> YOUR INSTRUCTIONS: Find the word "const" in the records and copy every line where it occurs.

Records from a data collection
- - -
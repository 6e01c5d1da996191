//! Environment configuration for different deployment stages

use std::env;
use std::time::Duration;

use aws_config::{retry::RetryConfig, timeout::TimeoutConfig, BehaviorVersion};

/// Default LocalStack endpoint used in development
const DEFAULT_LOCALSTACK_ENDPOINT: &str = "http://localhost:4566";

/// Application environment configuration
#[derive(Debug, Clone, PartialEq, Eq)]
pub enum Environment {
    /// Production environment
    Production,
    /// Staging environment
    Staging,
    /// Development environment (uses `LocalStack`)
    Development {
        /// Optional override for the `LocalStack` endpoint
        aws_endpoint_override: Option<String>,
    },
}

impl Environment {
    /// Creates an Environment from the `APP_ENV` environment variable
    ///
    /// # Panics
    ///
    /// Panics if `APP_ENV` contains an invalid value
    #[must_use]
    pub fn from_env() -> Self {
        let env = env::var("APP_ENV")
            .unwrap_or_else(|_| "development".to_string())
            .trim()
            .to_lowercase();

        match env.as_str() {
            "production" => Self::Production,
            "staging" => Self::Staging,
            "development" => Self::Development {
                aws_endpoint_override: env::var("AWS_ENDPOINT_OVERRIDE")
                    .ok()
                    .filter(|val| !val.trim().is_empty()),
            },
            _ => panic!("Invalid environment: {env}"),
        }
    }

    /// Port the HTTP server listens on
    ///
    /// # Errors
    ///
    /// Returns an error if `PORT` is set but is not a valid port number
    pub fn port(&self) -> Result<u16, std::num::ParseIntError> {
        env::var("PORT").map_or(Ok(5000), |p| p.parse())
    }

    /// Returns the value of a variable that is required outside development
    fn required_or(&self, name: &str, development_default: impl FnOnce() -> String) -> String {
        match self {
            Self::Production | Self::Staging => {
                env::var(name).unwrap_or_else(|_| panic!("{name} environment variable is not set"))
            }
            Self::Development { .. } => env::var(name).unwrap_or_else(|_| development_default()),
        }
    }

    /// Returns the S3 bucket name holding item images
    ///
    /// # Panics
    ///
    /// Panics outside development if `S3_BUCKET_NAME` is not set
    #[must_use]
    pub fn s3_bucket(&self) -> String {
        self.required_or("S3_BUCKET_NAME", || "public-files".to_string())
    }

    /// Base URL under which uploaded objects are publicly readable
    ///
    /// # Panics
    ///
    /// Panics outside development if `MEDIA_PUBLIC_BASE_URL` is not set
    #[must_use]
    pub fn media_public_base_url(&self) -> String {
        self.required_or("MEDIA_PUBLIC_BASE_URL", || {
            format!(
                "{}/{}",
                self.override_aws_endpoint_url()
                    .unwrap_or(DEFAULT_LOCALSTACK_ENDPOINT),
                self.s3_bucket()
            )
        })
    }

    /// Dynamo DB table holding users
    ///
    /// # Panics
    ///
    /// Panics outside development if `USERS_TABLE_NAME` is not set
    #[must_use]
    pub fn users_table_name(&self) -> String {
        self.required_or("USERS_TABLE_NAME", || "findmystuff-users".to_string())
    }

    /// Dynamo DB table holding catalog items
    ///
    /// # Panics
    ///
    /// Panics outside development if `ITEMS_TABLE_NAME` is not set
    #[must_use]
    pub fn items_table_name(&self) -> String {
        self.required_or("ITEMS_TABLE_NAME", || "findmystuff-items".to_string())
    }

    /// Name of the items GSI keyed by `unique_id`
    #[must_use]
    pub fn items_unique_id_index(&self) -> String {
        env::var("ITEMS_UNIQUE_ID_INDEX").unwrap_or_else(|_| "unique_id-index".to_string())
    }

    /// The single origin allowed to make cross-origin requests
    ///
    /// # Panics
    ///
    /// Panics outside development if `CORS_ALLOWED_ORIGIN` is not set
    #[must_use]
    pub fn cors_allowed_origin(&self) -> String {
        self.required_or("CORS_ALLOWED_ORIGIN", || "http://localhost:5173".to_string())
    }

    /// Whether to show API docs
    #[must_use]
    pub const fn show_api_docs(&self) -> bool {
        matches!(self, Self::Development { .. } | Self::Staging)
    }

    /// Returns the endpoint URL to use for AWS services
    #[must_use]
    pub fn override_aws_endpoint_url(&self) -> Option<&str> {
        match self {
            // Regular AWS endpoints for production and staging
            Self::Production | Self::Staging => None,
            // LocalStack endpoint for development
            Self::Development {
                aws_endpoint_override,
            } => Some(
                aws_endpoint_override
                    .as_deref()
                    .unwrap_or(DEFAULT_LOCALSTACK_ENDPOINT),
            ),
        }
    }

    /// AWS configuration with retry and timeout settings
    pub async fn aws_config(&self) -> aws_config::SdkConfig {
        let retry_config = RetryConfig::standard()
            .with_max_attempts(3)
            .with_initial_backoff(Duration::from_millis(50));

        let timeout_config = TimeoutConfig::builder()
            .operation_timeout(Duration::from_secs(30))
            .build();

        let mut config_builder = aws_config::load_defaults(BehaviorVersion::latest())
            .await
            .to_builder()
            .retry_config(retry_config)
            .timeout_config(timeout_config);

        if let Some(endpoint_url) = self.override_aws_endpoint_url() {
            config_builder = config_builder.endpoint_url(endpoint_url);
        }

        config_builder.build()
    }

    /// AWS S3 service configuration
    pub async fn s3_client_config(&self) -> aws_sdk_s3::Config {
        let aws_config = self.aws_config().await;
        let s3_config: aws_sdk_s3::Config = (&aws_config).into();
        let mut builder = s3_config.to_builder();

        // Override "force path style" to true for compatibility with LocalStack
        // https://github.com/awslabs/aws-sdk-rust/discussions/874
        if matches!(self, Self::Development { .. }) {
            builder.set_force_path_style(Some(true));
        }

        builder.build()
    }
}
- - -
> TASK SOLUTION:
const DEFAULT_LOCALSTACK_ENDPOINT: &str = "http://localhost:4566";
    pub const fn show_api_docs(&self) -> bool {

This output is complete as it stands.